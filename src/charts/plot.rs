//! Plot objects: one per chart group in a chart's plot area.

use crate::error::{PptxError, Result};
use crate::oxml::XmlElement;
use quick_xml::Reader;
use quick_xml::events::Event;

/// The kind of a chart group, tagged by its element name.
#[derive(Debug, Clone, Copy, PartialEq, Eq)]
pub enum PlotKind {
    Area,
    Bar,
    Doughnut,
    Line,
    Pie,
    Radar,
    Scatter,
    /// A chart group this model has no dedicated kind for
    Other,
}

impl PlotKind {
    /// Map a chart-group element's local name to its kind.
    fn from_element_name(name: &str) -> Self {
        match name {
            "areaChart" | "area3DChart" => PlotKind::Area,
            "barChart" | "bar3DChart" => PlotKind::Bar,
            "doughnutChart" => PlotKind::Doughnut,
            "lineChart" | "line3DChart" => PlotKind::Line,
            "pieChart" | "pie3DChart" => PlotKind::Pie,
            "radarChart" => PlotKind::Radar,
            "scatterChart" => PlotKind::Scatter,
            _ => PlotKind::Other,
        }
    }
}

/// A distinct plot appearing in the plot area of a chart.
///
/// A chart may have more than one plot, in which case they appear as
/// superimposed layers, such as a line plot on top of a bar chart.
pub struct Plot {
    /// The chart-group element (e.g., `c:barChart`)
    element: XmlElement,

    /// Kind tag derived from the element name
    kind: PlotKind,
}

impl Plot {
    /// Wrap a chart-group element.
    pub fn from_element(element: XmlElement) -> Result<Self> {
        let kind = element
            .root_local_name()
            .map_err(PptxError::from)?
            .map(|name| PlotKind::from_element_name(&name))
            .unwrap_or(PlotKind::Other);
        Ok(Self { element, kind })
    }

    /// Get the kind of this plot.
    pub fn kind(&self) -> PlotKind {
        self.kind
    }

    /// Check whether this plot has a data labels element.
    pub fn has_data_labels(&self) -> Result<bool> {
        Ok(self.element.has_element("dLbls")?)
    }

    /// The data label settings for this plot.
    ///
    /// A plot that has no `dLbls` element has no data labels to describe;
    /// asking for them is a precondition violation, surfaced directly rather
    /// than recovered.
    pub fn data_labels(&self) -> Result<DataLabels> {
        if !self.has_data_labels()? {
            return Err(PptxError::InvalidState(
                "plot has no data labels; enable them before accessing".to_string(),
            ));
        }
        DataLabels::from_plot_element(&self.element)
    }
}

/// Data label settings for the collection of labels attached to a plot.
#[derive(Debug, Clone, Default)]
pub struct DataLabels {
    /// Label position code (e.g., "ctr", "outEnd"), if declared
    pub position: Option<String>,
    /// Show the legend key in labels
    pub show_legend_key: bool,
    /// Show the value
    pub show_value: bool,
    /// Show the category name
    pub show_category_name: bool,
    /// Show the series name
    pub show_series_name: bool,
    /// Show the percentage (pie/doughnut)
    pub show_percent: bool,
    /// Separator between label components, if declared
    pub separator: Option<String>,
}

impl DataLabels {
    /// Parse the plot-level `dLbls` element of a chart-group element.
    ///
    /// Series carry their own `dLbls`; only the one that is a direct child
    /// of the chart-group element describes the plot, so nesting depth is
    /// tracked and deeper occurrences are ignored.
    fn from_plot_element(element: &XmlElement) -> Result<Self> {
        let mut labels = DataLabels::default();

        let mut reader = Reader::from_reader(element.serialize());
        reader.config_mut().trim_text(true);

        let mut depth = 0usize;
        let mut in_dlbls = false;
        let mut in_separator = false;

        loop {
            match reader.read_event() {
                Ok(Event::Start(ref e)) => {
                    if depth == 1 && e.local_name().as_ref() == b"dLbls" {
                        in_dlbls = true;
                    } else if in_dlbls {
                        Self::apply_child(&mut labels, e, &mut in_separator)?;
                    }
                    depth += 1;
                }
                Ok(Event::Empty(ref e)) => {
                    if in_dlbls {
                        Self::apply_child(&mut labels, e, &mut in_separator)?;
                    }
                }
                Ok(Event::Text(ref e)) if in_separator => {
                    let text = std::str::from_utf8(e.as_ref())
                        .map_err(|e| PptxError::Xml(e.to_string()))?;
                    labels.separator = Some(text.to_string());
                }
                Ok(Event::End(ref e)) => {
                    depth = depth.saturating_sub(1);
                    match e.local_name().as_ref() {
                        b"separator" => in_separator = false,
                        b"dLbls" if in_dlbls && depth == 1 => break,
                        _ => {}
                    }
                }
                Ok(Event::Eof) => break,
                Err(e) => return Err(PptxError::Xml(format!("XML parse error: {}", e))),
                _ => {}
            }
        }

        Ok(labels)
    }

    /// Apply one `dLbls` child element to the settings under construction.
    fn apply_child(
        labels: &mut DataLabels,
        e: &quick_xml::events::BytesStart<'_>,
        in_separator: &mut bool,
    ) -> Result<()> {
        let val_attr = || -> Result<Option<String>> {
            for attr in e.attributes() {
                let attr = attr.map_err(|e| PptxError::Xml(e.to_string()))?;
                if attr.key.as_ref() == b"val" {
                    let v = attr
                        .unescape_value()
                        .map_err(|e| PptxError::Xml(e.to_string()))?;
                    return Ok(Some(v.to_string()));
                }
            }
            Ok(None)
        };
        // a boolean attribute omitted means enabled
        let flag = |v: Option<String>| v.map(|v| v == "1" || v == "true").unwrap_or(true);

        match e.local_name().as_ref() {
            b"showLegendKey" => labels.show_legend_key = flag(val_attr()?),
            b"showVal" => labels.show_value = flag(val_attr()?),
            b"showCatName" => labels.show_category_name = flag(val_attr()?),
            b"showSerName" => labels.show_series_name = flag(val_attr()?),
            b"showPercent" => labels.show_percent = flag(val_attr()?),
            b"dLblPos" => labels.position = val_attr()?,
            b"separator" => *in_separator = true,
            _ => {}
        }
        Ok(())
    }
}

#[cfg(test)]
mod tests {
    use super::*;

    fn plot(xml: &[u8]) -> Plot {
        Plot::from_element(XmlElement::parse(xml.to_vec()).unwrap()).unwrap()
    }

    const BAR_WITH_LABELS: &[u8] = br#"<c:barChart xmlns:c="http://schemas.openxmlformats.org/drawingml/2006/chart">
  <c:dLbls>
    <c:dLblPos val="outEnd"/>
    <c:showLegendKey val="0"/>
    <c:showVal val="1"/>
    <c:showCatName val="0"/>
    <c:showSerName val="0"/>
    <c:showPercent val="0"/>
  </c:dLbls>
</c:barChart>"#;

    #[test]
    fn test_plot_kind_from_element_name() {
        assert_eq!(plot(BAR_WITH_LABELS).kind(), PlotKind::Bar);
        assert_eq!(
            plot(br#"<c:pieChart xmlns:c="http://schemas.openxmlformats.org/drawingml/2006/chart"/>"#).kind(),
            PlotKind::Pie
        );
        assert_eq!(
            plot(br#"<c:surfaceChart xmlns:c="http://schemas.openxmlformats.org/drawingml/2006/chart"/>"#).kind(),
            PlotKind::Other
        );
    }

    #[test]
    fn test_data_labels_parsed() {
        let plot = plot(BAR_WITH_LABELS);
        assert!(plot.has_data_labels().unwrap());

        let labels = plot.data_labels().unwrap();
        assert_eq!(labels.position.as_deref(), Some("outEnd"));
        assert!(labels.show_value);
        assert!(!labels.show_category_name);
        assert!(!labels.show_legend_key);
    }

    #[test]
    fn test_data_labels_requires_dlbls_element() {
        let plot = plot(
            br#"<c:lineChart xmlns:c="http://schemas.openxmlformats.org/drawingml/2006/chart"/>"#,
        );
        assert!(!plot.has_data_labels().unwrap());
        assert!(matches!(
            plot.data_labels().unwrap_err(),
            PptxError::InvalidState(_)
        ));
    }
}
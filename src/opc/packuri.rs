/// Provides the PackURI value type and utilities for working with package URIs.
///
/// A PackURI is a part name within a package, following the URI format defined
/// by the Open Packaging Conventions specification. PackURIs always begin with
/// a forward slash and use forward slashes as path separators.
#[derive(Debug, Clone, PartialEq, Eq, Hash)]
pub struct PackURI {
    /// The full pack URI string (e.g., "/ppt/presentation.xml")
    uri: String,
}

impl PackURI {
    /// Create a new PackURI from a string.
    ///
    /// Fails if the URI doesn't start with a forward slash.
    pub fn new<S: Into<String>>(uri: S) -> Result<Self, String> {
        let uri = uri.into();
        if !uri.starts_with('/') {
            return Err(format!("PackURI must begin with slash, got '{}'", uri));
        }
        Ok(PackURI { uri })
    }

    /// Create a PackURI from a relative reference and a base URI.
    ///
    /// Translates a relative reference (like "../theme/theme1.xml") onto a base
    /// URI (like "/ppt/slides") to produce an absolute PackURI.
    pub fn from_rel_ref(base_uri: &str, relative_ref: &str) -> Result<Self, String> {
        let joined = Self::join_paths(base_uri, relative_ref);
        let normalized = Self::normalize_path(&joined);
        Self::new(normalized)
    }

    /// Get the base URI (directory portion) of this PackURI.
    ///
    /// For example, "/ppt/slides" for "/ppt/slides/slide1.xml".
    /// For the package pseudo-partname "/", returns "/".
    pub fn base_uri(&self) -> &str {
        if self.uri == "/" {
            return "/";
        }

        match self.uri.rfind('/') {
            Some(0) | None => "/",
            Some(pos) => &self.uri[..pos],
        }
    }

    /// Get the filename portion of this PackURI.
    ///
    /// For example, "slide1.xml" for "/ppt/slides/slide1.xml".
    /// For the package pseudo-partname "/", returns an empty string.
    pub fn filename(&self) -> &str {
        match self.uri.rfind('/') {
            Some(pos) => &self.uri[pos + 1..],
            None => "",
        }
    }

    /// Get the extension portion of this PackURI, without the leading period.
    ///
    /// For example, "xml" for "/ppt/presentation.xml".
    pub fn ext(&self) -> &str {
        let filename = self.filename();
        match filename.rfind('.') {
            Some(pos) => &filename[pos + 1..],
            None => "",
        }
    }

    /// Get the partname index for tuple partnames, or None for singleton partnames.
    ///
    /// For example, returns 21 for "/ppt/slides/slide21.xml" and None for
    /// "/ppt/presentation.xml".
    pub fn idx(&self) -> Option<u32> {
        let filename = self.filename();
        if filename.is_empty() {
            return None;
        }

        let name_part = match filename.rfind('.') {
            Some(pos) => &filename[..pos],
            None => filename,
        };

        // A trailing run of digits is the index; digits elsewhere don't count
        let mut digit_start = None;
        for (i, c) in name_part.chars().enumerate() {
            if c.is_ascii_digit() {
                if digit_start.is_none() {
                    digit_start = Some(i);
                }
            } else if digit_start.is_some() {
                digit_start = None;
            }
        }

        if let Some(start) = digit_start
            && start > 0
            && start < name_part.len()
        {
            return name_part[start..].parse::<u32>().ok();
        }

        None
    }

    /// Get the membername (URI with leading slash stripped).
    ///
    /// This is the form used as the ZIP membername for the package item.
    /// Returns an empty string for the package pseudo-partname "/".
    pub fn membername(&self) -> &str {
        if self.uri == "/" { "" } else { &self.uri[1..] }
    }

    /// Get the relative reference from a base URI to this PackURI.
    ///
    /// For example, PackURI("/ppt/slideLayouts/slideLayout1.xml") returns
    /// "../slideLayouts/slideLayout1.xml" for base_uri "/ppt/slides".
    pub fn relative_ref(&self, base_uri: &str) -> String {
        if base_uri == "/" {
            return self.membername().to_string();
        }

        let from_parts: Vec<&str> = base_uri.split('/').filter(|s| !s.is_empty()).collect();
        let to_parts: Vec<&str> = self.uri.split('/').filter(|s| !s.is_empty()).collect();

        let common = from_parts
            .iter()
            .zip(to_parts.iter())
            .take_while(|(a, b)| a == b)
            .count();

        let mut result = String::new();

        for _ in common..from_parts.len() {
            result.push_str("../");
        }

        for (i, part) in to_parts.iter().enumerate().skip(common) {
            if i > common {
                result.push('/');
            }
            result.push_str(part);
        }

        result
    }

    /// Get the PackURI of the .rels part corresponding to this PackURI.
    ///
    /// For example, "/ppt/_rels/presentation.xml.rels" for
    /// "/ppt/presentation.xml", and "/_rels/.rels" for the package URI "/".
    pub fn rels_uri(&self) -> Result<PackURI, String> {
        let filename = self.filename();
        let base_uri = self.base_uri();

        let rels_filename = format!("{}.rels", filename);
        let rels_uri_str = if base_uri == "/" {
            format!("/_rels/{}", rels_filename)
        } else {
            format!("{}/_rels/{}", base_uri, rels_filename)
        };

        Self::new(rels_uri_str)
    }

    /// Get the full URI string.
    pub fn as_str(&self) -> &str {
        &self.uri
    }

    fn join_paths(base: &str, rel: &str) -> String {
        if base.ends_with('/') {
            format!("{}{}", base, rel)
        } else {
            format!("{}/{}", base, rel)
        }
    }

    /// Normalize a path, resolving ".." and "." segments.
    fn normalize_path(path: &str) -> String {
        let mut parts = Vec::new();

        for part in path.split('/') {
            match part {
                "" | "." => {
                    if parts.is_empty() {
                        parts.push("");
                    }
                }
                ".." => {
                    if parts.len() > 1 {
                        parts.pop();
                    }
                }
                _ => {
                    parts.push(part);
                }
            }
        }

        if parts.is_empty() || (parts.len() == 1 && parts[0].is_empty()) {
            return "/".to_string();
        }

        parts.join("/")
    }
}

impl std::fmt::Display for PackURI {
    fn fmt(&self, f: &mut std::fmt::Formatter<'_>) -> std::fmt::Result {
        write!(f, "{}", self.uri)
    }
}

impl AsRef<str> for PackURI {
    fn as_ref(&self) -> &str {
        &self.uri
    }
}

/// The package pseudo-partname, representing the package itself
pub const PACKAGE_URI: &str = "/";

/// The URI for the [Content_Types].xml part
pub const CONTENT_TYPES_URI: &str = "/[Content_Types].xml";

□ □ □ □

For each line in the entries that contains the string "declared", make a copy.

Task answer:
    /// Label position code (e.g., "ctr", "outEnd"), if declared
    /// Separator between label components, if declared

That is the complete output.